Domingo 3º del Tiempo Ordinario

No es de extrañar que el pueblo entero llorara aquel día en Jerusalén durante la lectura del libro sagrado. Habían vuelto del exilio, donde penaron en tierra extraña como huérfanos de Dios, y habían empezado reconstruir la ciudad santa, de la que no quedaba piedra sobre piedra tras muchos años de abandono.
Tampoco es de extrañar que los vecinos de Nazaret estuvieran pendientes de Jesús, su paisano, que había escogido aquel texto del profeta Isaías 61, 1-2 como programa de su función profética y liberadora.
Hoy, aquí y en todas las iglesias de la cristiandad, se ha proclamado el texto de San Pablo que nos dice: «Vosotros sois el cuerpo de Cristo y cada uno es un miembro». ¡Es motivo sobrado para que también nosotros escuchemos con toda atención y lloremos de alegría!
Es cierto que estamos saturados de noticias, avisos, reflexiones, comentarios, coloquios; de manera que casi no hay nada nuevo que escuchar.
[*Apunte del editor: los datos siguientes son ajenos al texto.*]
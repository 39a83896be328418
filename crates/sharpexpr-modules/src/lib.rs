//! Built-in class library for the sharpexpr expression language.
//!
//! This crate fills a [`TypeRegistry`] with the types every expression can
//! use without host registration:
//!
//! - **object** - `Object.ToString/Equals/GetHashCode`, `ReferenceEquals`
//! - **primitives** - `MinValue`/`MaxValue`, `Parse` and friends on the scalars
//! - **string** - `String` members, `Concat` overloads, `Format`, `Join`
//! - **array** - `Array.Length`, `Array.Rank`
//! - **math** - `Math` and `MathF`
//! - **convert** - `Convert.ToInt32(object)` and friends
//! - **enums** - `DayOfWeek`, `StringComparison`, `StringSplitOptions`
//! - **time** - `TimeSpan`, `DateTime`, `DateTimeKind`
//! - **guid** - `Guid`
//! - **pattern** - `Regex` and `RegexOptions`
//!
//! # Usage
//!
//! ```
//! let registry = sharpexpr_modules::standard_registry().unwrap();
//! assert!(registry.get(sharpexpr_core::library::MATH).is_some());
//! ```

pub mod array;
pub mod convert;
pub mod enums;
pub mod guid;
mod host;
pub mod math;
pub mod object;
pub mod pattern;
pub mod primitives;
pub mod string;
pub mod time;

use sharpexpr_core::RegistrationError;
use sharpexpr_registry::TypeRegistry;

/// Install every built-in module into `registry`, which must already hold the
/// primitive entries (see [`TypeRegistry::with_primitives`]).
pub fn install_all(registry: &mut TypeRegistry) -> Result<(), RegistrationError> {
    object::install(registry)?;
    primitives::install(registry)?;
    string::install(registry)?;
    array::install(registry)?;
    enums::install(registry)?;
    math::install(registry)?;
    convert::install(registry)?;
    time::install(registry)?;
    guid::install(registry)?;
    pattern::install(registry)?;
    Ok(())
}

/// A registry with primitives and the whole built-in library.
pub fn standard_registry() -> Result<TypeRegistry, RegistrationError> {
    let mut registry = TypeRegistry::with_primitives();
    install_all(&mut registry)?;
    Ok(registry)
}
Todo está dicho y oído. Y  es malo, muy malo. Es posible que ya no esperemos nada; también es posible que, de tanto fracasar y sumidos en la tristeza del momento, tampoco deseemos ya comunicar a nadie esos anhelos y esperanzas que albergamos en nuestro interior, tal vez como el último resquicio de vida que tozudo se niega a morir.
Pero si creemos en el Espíritu que nos ha sido dado, si dejamos que sea Él quien vaya modelando con su fuego nuestra vida, si aceptamos que hemos sido llamados para dar razón de nuestra fe y testimonio de nuestra esperanza en el Dios bueno de Jesús, también nosotros debemos decir convencidos: «El espíritu del Señor no cesa de empujarme para que camine y hable. Me envía a dar una buena noticia a las víctimas empobrecidas, a proclamar liberación para el pueblo aprisionado, a abrir puertas de claridad a quienes no ven la salida de las tinieblas, a deshacer las ataduras del pueblo encadenado, a proclamar que ha llegado la hora favorable de recibir la gracia».
No estamos peor que aquella gente de Jerusalén o Nazaret; y aunque lo estuviéramos no por ello debiéramos sentirnos abandonados a nuestras solas fuerzas ni arrojados en tierra extraña; porque Dios ha prometido sernos fiel por siempre, porque hemos experimentado en nuestra propia carne que Él nunca falla, porque creemos y queremos creer en Dios, con Jesús mirándonos de frente nos atrevemos a decir: «Hoy se cumple esta Escritura que acabáis de oír». Hoy se ha cumplido la proclama del profeta, ha de hacerse realidad aquí y ahora para vosotros. Hoy nos juramentamos para hacerlo realidad.
Jesús expone su programa, y nos une a nosotros en su compromiso. Y esto es buena noticia, es Evangelio.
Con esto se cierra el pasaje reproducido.